* **Your assignment**
Repeat the entries below in full, with every character unchanged.

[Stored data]
//! TTL-bounded key-value storage.
//!
//! Entries expire lazily: an entry past its deadline is evicted on the
//! access that finds it and reported as a miss. An LRU capacity bound
//! keeps the map from growing without limit.

use std::num::NonZeroUsize;
use std::sync::RwLock;
use std::time::{Duration, Instant};

use bytes::Bytes;
use lru::LruCache;
use metrics::counter;

use super::lock::{rw_read, rw_write};

const SOURCE: &str = "cache::store";

struct Entry {
    value: Bytes,
    expires_at: Instant,
}

impl Entry {
    fn is_live(&self, now: Instant) -> bool {
        self.expires_at > now
    }
}

pub struct TtlCache {
    entries: RwLock<LruCache<String, Entry>>,
}

impl TtlCache {
    pub fn new(capacity: NonZeroUsize) -> Self {
        Self {
            entries: RwLock::new(LruCache::new(capacity)),
        }
    }

    /// Look up a key. Expired entries are evicted here and count as misses.
    pub fn get(&self, key: &str) -> Option<Bytes> {
        let now = Instant::now();
        let mut entries = rw_write(&self.entries, SOURCE, "get");
        match entries.get(key) {
            Some(entry) if entry.is_live(now) => {
                counter!("curio_cache_hit_total").increment(1);
                Some(entry.value.clone())
            }
            Some(_) => {
                entries.pop(key);
                counter!("curio_cache_expired_total").increment(1);
                counter!("curio_cache_miss_total").increment(1);
                None
            }
            None => {
                counter!("curio_cache_miss_total").increment(1);
                None
            }
        }
    }

    /// Store a value under `key`, unconditionally replacing any previous
    /// entry and restarting its lifetime.
    pub fn set(&self, key: String, value: Bytes, ttl: Duration) {
        let entry = Entry {
            value,
            expires_at: Instant::now() + ttl,
        };
        let mut entries = rw_write(&self.entries, SOURCE, "set");
        if let Some((evicted_key, _)) = entries.push(key.clone(), entry) {
            if evicted_key != key {
                counter!("curio_cache_evict_total").increment(1);
            }
        }
    }

    /// Remove a key; absent keys are a no-op.
    pub fn delete(&self, key: &str) {
        rw_write(&self.entries, SOURCE, "delete").pop(key);
    }

    /// Whether a live entry exists, without refreshing its LRU position.
    pub fn contains(&self, key: &str) -> bool {
        let now = Instant::now();
        rw_read(&self.entries, SOURCE, "contains")
            .peek(key)
            .is_some_and(|entry| entry.is_live(now))
    }
}
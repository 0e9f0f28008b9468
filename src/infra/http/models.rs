//! JSON request and response models for the HTTP surface.
//!
//! Request fields are optional so missing values surface as field-keyed
//! validation errors instead of a deserialization failure.

use serde::{Deserialize, Serialize};

use crate::domain::entities::{ItemRecord, UserRecord};

#[derive(Debug, Deserialize)]
pub struct RegisterRequest {
    pub username: Option<String>,
    pub email: Option<String>,
    pub password: Option<String>,
}

#[derive(Debug, Deserialize)]
pub struct LoginRequest {
    pub email: Option<String>,
    pub password: Option<String>,
}

/// Public projection of a registered account; the password never appears.
#[derive(Debug, Serialize)]
pub struct RegisteredUser {
    pub id: i64,
    pub username: String,
    pub email: String,
}

impl From<UserRecord> for RegisteredUser {
    fn from(user: UserRecord) -> Self {
        Self {
            id: user.id,
            username: user.username,
            email: user.email,
        }
    }
}

#[derive(Debug, Serialize)]
pub struct TokenResponse {
    pub access: String,
}

#[derive(Debug, Deserialize)]
pub struct ItemPayload {
    pub name: Option<String>,
    pub description: Option<String>,
}

#[derive(Debug, Serialize)]
pub struct ItemResponse {
    pub id: i64,
    pub name: String,
    pub description: String,
}

impl From<ItemRecord> for ItemResponse {
    fn from(item: ItemRecord) -> Self {
        Self {
            id: item.id,
            name: item.name,
            description: item.description,
        }
    }
}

* **Task output**
//! TTL-bounded key-value storage.
//!
//! Entries expire lazily: an entry past its deadline is evicted on the
//! access that finds it and reported as a miss. An LRU capacity bound
//! keeps the map from growing without limit.

use std::num::NonZeroUsize;
use std::sync::RwLock;
use std::time::{Duration, Instant};

use bytes::Bytes;
use lru::LruCache;
use metrics::counter;

use super::lock::{rw_read, rw_write};

const SOURCE: &str = "cache::store";

struct Entry {
    value: Bytes,
    expires_at: Instant,
}

impl Entry {
    fn is_live(&self, now: Instant) -> bool {
        self.expires_at > now
    }
}

pub struct TtlCache {
    entries: RwLock<LruCache<String, Entry>>,
}

impl TtlCache {
    pub fn new(capacity: NonZeroUsize) -> Self {
        Self {
            entries: RwLock::new(LruCache::new(capacity)),
        }
    }

    /// Look up a key. Expired entries are evicted here and count as misses.
    pub fn get(&self, key: &str) -> Option<Bytes> {
        let now = Instant::now();
        let mut entries = rw_write(&self.entries, SOURCE, "get");
        match entries.get(key) {
            Some(entry) if entry.is_live(now) => {
                counter!("curio_cache_hit_total").increment(1);
                Some(entry.value.clone())
            }
            Some(_) => {
                entries.pop(key);
                counter!("curio_cache_expired_total").increment(1);
                counter!("curio_cache_miss_total").increment(1);
                None
            }
            None => {
                counter!("curio_cache_miss_total").increment(1);
                None
            }
        }
    }

    /// Store a value under `key`, unconditionally replacing any previous
    /// entry and restarting its lifetime.
    pub fn set(&self, key: String, value: Bytes, ttl: Duration) {
        let entry = Entry {
            value,
            expires_at: Instant::now() + ttl,
        };
        let mut entries = rw_write(&self.entries, SOURCE, "set");
        if let Some((evicted_key, _)) = entries.push(key.clone(), entry) {
            if evicted_key != key {
                counter!("curio_cache_evict_total").increment(1);
            }
        }
    }

    /// Remove a key; absent keys are a no-op.
    pub fn delete(&self, key: &str) {
        rw_write(&self.entries, SOURCE, "delete").pop(key);
    }

    /// Whether a live entry exists, without refreshing its LRU position.
    pub fn contains(&self, key: &str) -> bool {
        let now = Instant::now();
        rw_read(&self.entries, SOURCE, "contains")
            .peek(key)
            .is_some_and(|entry| entry.is_live(now))
    }
}
repository 0e9f0f28008b9468
filename src/infra/http/models.rs
//! JSON request and response models for the HTTP surface.
//!
//! Request fields are optional so missing values surface as field-keyed
//! validation errors instead of a deserialization failure.

use serde::{Deserialize, Serialize};

use crate::domain::entities::{ItemRecord, UserRecord};

#[derive(Debug, Deserialize)]
pub struct RegisterRequest {
    pub username: Option<String>,
    pub email: Option<String>,
    pub password: Option<String>,
}

#[derive(Debug, Deserialize)]
pub struct LoginRequest {
    pub email: Option<String>,
    pub password: Option<String>,
}

/// Public projection of a registered account; the password never appears.
#[derive(Debug, Serialize)]
pub struct RegisteredUser {
    pub id: i64,
    pub username: String,
    pub email: String,
}

impl From<UserRecord> for RegisteredUser {
    fn from(user: UserRecord) -> Self {
        Self {
            id: user.id,
            username: user.username,
            email: user.email,
        }
    }
}

#[derive(Debug, Serialize)]
pub struct TokenResponse {
    pub access: String,
}

#[derive(Debug, Deserialize)]
pub struct ItemPayload {
    pub name: Option<String>,
    pub description: Option<String>,
}

#[derive(Debug, Serialize)]
pub struct ItemResponse {
    pub id: i64,
    pub name: String,
    pub description: String,
}

impl From<ItemRecord> for ItemResponse {
    fn from(item: ItemRecord) -> Self {
        Self {
            id: item.id,
            name: item.name,
            description: item.description,
        }
    }
}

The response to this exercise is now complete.